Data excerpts
^^^^^^^^^^^^^^^^
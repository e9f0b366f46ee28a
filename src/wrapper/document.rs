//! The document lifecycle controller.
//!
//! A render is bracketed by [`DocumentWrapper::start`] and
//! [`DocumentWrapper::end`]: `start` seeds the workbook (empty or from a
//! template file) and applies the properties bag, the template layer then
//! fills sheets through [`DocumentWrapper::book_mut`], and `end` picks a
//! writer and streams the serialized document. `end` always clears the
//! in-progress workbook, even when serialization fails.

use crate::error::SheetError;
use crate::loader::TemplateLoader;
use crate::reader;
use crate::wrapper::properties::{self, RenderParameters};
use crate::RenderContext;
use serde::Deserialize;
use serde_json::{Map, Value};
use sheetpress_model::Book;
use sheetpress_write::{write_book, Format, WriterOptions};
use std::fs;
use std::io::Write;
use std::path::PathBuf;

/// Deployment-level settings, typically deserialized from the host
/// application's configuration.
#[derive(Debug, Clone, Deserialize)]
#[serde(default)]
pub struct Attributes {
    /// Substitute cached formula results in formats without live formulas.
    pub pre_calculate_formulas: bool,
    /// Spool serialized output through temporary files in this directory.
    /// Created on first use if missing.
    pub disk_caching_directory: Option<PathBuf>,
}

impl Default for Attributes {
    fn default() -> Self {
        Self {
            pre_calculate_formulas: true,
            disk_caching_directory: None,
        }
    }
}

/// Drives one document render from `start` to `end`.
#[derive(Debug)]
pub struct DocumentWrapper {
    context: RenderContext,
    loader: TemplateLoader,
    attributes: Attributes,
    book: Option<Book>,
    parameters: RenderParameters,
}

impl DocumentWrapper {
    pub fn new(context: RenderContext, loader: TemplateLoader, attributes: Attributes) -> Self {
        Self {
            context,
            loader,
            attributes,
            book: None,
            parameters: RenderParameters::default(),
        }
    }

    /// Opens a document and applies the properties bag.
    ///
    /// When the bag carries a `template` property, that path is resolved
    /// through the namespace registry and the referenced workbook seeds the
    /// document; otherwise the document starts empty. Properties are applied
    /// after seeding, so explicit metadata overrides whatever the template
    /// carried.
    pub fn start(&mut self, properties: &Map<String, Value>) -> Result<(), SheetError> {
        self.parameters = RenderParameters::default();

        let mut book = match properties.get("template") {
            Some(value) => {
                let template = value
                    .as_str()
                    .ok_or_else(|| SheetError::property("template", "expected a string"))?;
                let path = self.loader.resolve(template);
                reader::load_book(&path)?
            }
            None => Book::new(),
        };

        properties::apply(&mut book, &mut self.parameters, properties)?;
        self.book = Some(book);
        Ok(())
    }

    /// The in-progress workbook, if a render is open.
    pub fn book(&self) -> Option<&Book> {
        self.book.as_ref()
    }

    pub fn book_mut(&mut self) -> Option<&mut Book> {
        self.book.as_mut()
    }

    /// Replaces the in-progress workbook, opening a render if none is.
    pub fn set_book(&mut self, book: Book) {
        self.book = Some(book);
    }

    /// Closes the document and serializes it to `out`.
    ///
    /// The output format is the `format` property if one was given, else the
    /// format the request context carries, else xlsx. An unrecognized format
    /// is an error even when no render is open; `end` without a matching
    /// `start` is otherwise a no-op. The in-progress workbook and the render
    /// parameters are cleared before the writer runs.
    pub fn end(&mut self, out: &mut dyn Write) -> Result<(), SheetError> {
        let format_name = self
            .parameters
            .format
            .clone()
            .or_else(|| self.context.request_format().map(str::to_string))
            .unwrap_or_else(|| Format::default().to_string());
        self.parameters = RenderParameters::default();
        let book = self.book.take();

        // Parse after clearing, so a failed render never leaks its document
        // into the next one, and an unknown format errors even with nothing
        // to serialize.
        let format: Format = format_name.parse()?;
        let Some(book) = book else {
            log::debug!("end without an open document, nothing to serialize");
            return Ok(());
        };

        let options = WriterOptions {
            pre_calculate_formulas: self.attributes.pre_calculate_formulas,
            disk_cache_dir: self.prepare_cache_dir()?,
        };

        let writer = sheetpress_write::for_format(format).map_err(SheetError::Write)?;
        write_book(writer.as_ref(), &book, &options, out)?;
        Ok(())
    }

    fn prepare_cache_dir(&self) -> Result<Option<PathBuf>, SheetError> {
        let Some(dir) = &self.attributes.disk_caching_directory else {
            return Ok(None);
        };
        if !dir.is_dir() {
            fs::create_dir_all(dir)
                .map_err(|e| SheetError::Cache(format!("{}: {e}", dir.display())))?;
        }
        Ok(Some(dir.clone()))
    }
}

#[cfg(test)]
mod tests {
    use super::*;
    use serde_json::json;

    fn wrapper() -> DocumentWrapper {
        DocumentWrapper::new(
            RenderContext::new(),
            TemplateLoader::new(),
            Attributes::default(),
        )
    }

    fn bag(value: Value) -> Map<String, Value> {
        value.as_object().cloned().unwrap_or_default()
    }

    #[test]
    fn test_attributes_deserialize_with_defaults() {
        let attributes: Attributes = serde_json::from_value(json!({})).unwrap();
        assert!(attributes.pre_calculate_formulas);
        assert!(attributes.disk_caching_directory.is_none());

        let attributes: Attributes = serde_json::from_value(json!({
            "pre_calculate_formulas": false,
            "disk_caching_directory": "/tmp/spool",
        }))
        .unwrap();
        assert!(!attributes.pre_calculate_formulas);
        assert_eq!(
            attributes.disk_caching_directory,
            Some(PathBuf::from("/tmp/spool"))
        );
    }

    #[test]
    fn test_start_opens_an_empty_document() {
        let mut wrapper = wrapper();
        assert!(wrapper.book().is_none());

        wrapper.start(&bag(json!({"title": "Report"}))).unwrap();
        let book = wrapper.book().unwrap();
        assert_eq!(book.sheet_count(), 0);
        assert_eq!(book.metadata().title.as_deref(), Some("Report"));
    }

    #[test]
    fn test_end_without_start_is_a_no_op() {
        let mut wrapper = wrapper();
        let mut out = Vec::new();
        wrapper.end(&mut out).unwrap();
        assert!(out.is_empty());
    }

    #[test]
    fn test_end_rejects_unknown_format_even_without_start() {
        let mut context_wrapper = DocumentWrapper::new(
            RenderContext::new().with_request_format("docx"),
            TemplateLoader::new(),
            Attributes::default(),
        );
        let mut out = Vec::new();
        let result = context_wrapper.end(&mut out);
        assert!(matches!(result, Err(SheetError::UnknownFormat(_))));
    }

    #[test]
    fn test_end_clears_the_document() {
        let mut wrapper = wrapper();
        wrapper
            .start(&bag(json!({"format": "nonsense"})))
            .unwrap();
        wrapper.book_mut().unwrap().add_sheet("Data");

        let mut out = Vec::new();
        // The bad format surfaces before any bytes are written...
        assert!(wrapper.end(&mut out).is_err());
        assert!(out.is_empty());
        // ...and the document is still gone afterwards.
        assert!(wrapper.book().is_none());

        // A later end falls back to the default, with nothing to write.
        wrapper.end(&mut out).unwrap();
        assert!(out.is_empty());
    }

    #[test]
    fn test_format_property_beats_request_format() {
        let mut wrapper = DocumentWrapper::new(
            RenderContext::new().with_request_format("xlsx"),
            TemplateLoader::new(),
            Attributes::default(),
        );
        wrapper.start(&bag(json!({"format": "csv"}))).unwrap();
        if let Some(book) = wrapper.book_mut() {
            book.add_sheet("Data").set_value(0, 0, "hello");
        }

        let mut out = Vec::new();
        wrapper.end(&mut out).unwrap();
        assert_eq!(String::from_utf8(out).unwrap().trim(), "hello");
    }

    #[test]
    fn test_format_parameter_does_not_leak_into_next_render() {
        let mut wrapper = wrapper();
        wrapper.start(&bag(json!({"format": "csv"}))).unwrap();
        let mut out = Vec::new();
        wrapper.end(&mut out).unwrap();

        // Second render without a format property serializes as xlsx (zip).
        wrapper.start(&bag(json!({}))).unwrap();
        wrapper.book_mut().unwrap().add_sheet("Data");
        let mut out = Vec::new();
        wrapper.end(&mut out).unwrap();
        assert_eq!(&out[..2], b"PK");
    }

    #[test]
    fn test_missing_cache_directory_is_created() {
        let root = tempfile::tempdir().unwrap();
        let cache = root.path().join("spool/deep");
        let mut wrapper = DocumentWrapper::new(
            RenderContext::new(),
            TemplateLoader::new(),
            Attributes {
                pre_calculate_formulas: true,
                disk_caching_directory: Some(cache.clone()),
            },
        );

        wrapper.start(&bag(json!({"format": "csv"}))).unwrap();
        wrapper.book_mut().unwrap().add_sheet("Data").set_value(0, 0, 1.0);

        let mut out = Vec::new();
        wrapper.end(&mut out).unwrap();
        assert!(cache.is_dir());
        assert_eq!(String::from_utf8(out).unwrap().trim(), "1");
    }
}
^^^^^^^^^^^^^^^^
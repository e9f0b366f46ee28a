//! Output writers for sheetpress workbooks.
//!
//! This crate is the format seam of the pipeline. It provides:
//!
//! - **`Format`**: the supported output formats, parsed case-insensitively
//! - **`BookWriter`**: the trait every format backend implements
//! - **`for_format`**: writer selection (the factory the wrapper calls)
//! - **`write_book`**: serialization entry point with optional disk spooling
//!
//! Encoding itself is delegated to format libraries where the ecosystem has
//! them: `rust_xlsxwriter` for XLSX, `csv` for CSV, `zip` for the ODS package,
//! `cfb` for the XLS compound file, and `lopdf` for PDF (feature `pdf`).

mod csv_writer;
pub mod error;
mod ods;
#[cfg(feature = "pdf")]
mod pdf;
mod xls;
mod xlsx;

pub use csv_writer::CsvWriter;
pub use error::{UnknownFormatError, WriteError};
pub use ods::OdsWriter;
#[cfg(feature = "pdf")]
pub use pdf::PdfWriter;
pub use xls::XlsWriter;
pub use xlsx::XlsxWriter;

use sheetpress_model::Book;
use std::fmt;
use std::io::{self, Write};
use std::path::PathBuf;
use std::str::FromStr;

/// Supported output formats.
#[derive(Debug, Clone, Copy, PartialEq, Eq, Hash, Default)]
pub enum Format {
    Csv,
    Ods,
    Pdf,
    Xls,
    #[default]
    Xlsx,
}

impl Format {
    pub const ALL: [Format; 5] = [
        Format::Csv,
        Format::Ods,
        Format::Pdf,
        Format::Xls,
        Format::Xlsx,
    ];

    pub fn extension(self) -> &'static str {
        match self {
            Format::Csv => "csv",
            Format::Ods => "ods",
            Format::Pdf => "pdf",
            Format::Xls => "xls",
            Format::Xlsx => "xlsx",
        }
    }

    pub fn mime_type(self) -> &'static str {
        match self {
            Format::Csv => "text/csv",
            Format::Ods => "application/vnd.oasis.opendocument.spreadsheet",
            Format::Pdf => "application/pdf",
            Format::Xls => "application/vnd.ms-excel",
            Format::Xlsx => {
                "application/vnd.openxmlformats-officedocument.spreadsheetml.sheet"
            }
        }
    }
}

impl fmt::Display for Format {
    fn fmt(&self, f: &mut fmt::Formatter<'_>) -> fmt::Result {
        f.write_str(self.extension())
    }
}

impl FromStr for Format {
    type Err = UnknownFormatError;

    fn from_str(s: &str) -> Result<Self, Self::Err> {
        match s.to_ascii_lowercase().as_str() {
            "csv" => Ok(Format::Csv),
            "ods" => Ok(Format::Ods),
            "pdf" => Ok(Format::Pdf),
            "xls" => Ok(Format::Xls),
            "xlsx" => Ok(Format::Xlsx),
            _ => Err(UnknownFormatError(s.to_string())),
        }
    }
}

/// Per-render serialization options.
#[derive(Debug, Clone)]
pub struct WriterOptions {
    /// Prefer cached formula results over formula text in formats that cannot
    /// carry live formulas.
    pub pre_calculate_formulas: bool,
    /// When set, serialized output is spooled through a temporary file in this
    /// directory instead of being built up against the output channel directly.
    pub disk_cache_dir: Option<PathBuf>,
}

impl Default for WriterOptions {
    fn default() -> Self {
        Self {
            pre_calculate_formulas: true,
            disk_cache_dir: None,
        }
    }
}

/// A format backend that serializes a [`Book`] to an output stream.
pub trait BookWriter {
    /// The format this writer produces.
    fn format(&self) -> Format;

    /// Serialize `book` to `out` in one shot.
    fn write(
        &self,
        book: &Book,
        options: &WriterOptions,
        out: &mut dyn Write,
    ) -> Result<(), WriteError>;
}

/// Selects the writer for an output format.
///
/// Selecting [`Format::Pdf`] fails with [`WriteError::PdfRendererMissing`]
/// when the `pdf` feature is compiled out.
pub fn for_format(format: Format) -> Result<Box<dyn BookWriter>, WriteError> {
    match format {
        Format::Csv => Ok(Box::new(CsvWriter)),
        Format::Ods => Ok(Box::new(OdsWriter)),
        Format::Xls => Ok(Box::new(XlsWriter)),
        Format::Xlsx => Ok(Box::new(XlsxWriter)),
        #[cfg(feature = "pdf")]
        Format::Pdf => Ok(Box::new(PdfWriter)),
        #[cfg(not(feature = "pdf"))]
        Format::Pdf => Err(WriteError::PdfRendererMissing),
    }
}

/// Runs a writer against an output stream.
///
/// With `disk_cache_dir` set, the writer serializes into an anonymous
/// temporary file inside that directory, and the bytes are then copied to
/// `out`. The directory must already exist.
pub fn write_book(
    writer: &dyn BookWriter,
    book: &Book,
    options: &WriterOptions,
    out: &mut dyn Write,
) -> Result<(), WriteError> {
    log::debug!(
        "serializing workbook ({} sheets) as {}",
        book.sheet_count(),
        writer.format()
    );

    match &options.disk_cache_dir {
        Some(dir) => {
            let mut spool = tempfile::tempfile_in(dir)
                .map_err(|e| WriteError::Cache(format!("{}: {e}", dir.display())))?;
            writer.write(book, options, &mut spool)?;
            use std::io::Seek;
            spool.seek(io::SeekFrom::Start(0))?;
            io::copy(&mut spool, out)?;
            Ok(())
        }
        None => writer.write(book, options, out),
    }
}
^^^^^^^^^^^^^^^^
What to work on >> Within the entries above, how many lines contain "progress"? Respond with the number only.

Reply >> 4